What is being asked: Using the entries that follow, collect the lines where the word "components" appears.

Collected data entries
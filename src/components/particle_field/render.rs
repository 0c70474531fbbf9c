//! Canvas rendering for the particle field.
//!
//! The simulator only reports what to draw; this module turns those callbacks
//! into `CanvasRenderingContext2d` calls. The canvas is cleared each frame so
//! the page background shows through.

use std::f64::consts::PI;

use web_sys::CanvasRenderingContext2d;

use super::state::FieldState;
use super::theme::Theme;

/// Renders one frame of the field to the canvas.
pub fn render(state: &FieldState, ctx: &CanvasRenderingContext2d, theme: &Theme) {
	ctx.clear_rect(0.0, 0.0, state.width, state.height);

	ctx.set_fill_style_str(&theme.particle_color.to_css());
	ctx.set_stroke_style_str(&theme.line_color.to_css());
	ctx.set_line_width(theme.line_width);

	state.particles.render(
		state.config.max_connect_distance,
		|x, y, size| draw_particle(ctx, x, y, size),
		|x1, y1, x2, y2| draw_edge(ctx, x1, y1, x2, y2),
	);
}

fn draw_particle(ctx: &CanvasRenderingContext2d, x: f64, y: f64, size: f64) {
	ctx.begin_path();
	let _ = ctx.arc(x, y, size, 0.0, PI * 2.0);
	ctx.fill();
}

fn draw_edge(ctx: &CanvasRenderingContext2d, x1: f64, y1: f64, x2: f64, y2: f64) {
	ctx.begin_path();
	ctx.move_to(x1, y1);
	ctx.line_to(x2, y2);
	ctx.stroke();
}
//! Leptos component wrapping the particle field canvas.
//!
//! The component creates an HTML canvas element and wires up mouse handlers
//! that feed the pointer into the field. An animation loop runs via
//! `requestAnimationFrame`, stepping the simulation and redrawing each frame.

use std::cell::RefCell;
use std::rc::Rc;

use leptos::prelude::*;
use log::{error, info, warn};
use wasm_bindgen::prelude::*;
use web_sys::{CanvasRenderingContext2d, HtmlCanvasElement, MouseEvent, Window};

use super::render;
use super::state::FieldState;
use super::theme::Theme;
use super::types::{FieldConfig, Pointer};

/// Bundles field state with the theme it is drawn in.
struct FieldContext {
	state: FieldState,
	theme: Theme,
}

/// Seed for fields that do not pin one in their config.
fn entropy_seed() -> u64 {
	(js_sys::Math::random() * u64::MAX as f64) as u64
}

fn viewport_size(window: &Window) -> Option<(f64, f64)> {
	let w = window.inner_width().ok()?.as_f64()?;
	let h = window.inner_height().ok()?.as_f64()?;
	Some((w, h))
}

/// Canvas-relative pointer position for a mouse event.
fn pointer_from_event(canvas: &HtmlCanvasElement, ev: &MouseEvent) -> Pointer {
	let rect = canvas.get_bounding_client_rect();
	Pointer::new(
		ev.client_x() as f64 - rect.left(),
		ev.client_y() as f64 - rect.top(),
	)
}

/// Renders the animated particle field on a canvas element.
///
/// The component fills the viewport and rebuilds the field whenever the window
/// is resized. Set `fullscreen = false` to size it to its parent container
/// instead; in that mode explicit `width`/`height` override the container size.
/// In fullscreen mode `width`/`height` are ignored.
#[component]
pub fn ParticleFieldCanvas(
	/// Field configuration, read once at mount.
	#[prop(into)]
	config: Signal<FieldConfig>,
	/// Fill the viewport and follow window resizes.
	#[prop(default = true)]
	fullscreen: bool,
	/// Fixed canvas width when not fullscreen.
	#[prop(default = None)]
	width: Option<f64>,
	/// Fixed canvas height when not fullscreen.
	#[prop(default = None)]
	height: Option<f64>,
) -> impl IntoView {
	let canvas_ref = NodeRef::<leptos::html::Canvas>::new();
	let context: Rc<RefCell<Option<FieldContext>>> = Rc::new(RefCell::new(None));
	let animate: Rc<RefCell<Option<Closure<dyn FnMut()>>>> = Rc::new(RefCell::new(None));
	let resize_cb: Rc<RefCell<Option<Closure<dyn FnMut()>>>> = Rc::new(RefCell::new(None));
	let (context_init, animate_init, resize_cb_init) =
		(context.clone(), animate.clone(), resize_cb.clone());

	Effect::new(move |_| {
		let Some(canvas) = canvas_ref.get() else {
			return;
		};
		let canvas: HtmlCanvasElement = canvas.into();
		let Some(window) = web_sys::window() else {
			error!("particle-field: no window available");
			return;
		};

		let (w, h) = if fullscreen {
			viewport_size(&window).unwrap_or((800.0, 600.0))
		} else {
			(
				width.unwrap_or_else(|| {
					canvas
						.parent_element()
						.map(|p| p.client_width() as f64)
						.unwrap_or(800.0)
				}),
				height.unwrap_or_else(|| {
					canvas
						.parent_element()
						.map(|p| p.client_height() as f64)
						.unwrap_or(600.0)
				}),
			)
		};
		canvas.set_width(w as u32);
		canvas.set_height(h as u32);

		let Some(ctx) = canvas
			.get_context("2d")
			.ok()
			.flatten()
			.and_then(|c| c.dyn_into::<CanvasRenderingContext2d>().ok())
		else {
			error!("particle-field: could not get 2d canvas context");
			return;
		};

		let config = config.get_untracked();
		let seed = config.seed.unwrap_or_else(entropy_seed);
		let theme = Theme::by_name(&config.theme);
		let state = match FieldState::new(config, w, h, seed) {
			Ok(state) => state,
			Err(e) => {
				error!("particle-field: {}", e);
				return;
			}
		};
		info!(
			"particle-field: {} particles, theme '{}'",
			state.particles.len(),
			theme.name
		);
		*context_init.borrow_mut() = Some(FieldContext { state, theme });

		if fullscreen {
			let (context_resize, canvas_resize) = (context_init.clone(), canvas.clone());
			*resize_cb_init.borrow_mut() = Some(Closure::new(move || {
				let Some((nw, nh)) = web_sys::window().as_ref().and_then(viewport_size) else {
					return;
				};
				canvas_resize.set_width(nw as u32);
				canvas_resize.set_height(nh as u32);
				if let Some(ref mut c) = *context_resize.borrow_mut() {
					if let Err(e) = c.state.resize(nw, nh) {
						warn!("particle-field: keeping previous field: {}", e);
					}
				}
			}));
			if let Some(ref cb) = *resize_cb_init.borrow() {
				let _ =
					window.add_event_listener_with_callback("resize", cb.as_ref().unchecked_ref());
			}
		}

		let (context_anim, animate_inner) = (context_init.clone(), animate_init.clone());
		*animate_init.borrow_mut() = Some(Closure::new(move || {
			if let Some(ref mut c) = *context_anim.borrow_mut() {
				c.state.tick();
				render::render(&c.state, &ctx, &c.theme);
			}
			if let (Some(cb), Some(win)) = (&*animate_inner.borrow(), web_sys::window()) {
				let _ = win.request_animation_frame(cb.as_ref().unchecked_ref());
			}
		}));
		if let Some(ref cb) = *animate_init.borrow() {
			let _ = window.request_animation_frame(cb.as_ref().unchecked_ref());
		}
	});

	let context_mm = context.clone();
	let on_mousemove = move |ev: MouseEvent| {
		let Some(canvas) = canvas_ref.get() else {
			return;
		};
		let canvas: HtmlCanvasElement = canvas.into();
		let pointer = pointer_from_event(&canvas, &ev);
		if let Some(ref mut c) = *context_mm.borrow_mut() {
			c.state.set_pointer(Some(pointer));
		}
	};

	let context_ml = context.clone();
	let on_mouseleave = move |_: MouseEvent| {
		if let Some(ref mut c) = *context_ml.borrow_mut() {
			c.state.set_pointer(None);
		}
	};

	view! {
		<canvas
			node_ref=canvas_ref
			class="particle-field-canvas"
			on:mousemove=on_mousemove
			on:mouseleave=on_mouseleave
			style="display: block;"
		/>
	}
}
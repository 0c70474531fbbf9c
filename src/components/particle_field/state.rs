//! Field state driven by the animation loop.
//!
//! Bundles the particle set with the configuration it was built from, the
//! current surface size and pointer, and the seeded RNG used to rebuild the
//! set whenever the surface is resized.

use log::debug;
use rand::SeedableRng;
use rand::rngs::StdRng;

use super::particles::ParticleSet;
use super::types::{Attraction, FieldConfig, Pointer};
use crate::error::Result;

/// Everything one canvas needs between frames.
///
/// Created once when the component mounts, then mutated by the event
/// handlers (`set_pointer`, `resize`) and by `tick` once per frame.
pub struct FieldState {
	/// Current particle set, replaced on every resize.
	pub particles: ParticleSet,
	/// Validated configuration the field was built from.
	pub config: FieldConfig,
	/// Surface width in pixels.
	pub width: f64,
	/// Surface height in pixels.
	pub height: f64,
	/// Pointer fed to the next `tick`, if any.
	pub pointer: Option<Pointer>,
	/// Frames simulated since the field was created.
	pub frame: u64,
	attraction: Attraction,
	rng: StdRng,
}

impl FieldState {
	/// Validate `config` and spawn the first set over `width × height`.
	pub fn new(config: FieldConfig, width: f64, height: f64, seed: u64) -> Result<Self> {
		config.validate()?;
		let mut rng = StdRng::seed_from_u64(seed);
		let particles = ParticleSet::initialize(
			config.particle_count,
			width,
			height,
			&config.spawn_ranges(),
			&mut rng,
		)?;
		debug!(
			"particle-field: spawned {} particles on {}x{} (seed {})",
			particles.len(),
			width,
			height,
			seed
		);

		Ok(Self {
			particles,
			attraction: config.attraction(),
			config,
			width,
			height,
			pointer: None,
			frame: 0,
			rng,
		})
	}

	/// Adopt a new surface size and respawn the whole set over it.
	///
	/// The new set is built before anything is replaced, so a rejected size
	/// leaves the previous field untouched.
	pub fn resize(&mut self, width: f64, height: f64) -> Result<()> {
		let particles = ParticleSet::initialize(
			self.config.particle_count,
			width,
			height,
			&self.config.spawn_ranges(),
			&mut self.rng,
		)?;
		debug!("particle-field: resized to {}x{}", width, height);

		self.particles = particles;
		self.width = width;
		self.height = height;
		Ok(())
	}

	/// Replace the stored pointer; `None` when the mouse leaves the canvas.
	pub fn set_pointer(&mut self, pointer: Option<Pointer>) {
		self.pointer = pointer;
	}

	/// Advance the field by one frame.
	pub fn tick(&mut self) {
		self.particles
			.step(self.pointer, self.width, self.height, &self.attraction);
		self.frame += 1;
	}
}

#[cfg(test)]
mod tests {
	use super::*;
	use crate::error::Error;

	fn small_config() -> FieldConfig {
		FieldConfig {
			particle_count: 24,
			..FieldConfig::default()
		}
	}

	#[test]
	fn new_spawns_configured_count() -> Result<()> {
		let state = FieldState::new(small_config(), 320.0, 240.0, 5)?;
		assert_eq!(state.particles.len(), 24);
		assert_eq!(state.pointer, None);
		assert_eq!(state.frame, 0);
		Ok(())
	}

	#[test]
	fn new_rejects_invalid_config() {
		let config = FieldConfig {
			size_range: (3.0, 1.0),
			..small_config()
		};
		let err = FieldState::new(config, 320.0, 240.0, 5).err().unwrap();
		assert!(matches!(err, Error::InvalidParam(_)));
	}

	#[test]
	fn same_seed_same_field() -> Result<()> {
		let a = FieldState::new(small_config(), 320.0, 240.0, 11)?;
		let b = FieldState::new(small_config(), 320.0, 240.0, 11)?;
		assert_eq!(a.particles.as_slice(), b.particles.as_slice());
		Ok(())
	}

	#[test]
	fn resize_respawns_within_new_bounds() -> Result<()> {
		let mut state = FieldState::new(small_config(), 1920.0, 1080.0, 3)?;
		let before = state.particles.as_slice().to_vec();

		state.resize(200.0, 100.0)?;

		assert_eq!((state.width, state.height), (200.0, 100.0));
		assert_eq!(state.particles.len(), 24);
		assert_ne!(state.particles.as_slice(), before.as_slice());
		for p in state.particles.iter() {
			assert!((0.0..200.0).contains(&p.x));
			assert!((0.0..100.0).contains(&p.y));
		}
		Ok(())
	}

	#[test]
	fn rejected_resize_keeps_previous_field() -> Result<()> {
		let mut state = FieldState::new(small_config(), 300.0, 300.0, 3)?;
		let before = state.particles.as_slice().to_vec();

		assert!(state.resize(0.0, 300.0).is_err());
		assert_eq!((state.width, state.height), (300.0, 300.0));
		assert_eq!(state.particles.as_slice(), before.as_slice());
		Ok(())
	}

	#[test]
	fn tick_uses_stored_pointer() -> Result<()> {
		let config = FieldConfig {
			particle_count: 1,
			speed_range: (-1e-9, 1e-9),
			..FieldConfig::default()
		};
		let mut state = FieldState::new(config, 400.0, 400.0, 8)?;
		let start = state.particles.as_slice()[0].clone();
		let pointer = Pointer::new(start.x + 20.0, start.y);

		state.set_pointer(Some(pointer));
		state.tick();
		let pulled = state.particles.as_slice()[0].clone();
		assert!(pulled.x > start.x + 0.19);
		assert_eq!(state.frame, 1);

		state.set_pointer(None);
		state.tick();
		let drifted = &state.particles.as_slice()[0];
		assert!((drifted.x - pulled.x).abs() < 1e-6);
		assert_eq!(state.frame, 2);
		Ok(())
	}
}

Exercise solution:
filename src/components/particle_field/render.rs
filename src/components/particle_field/state.rs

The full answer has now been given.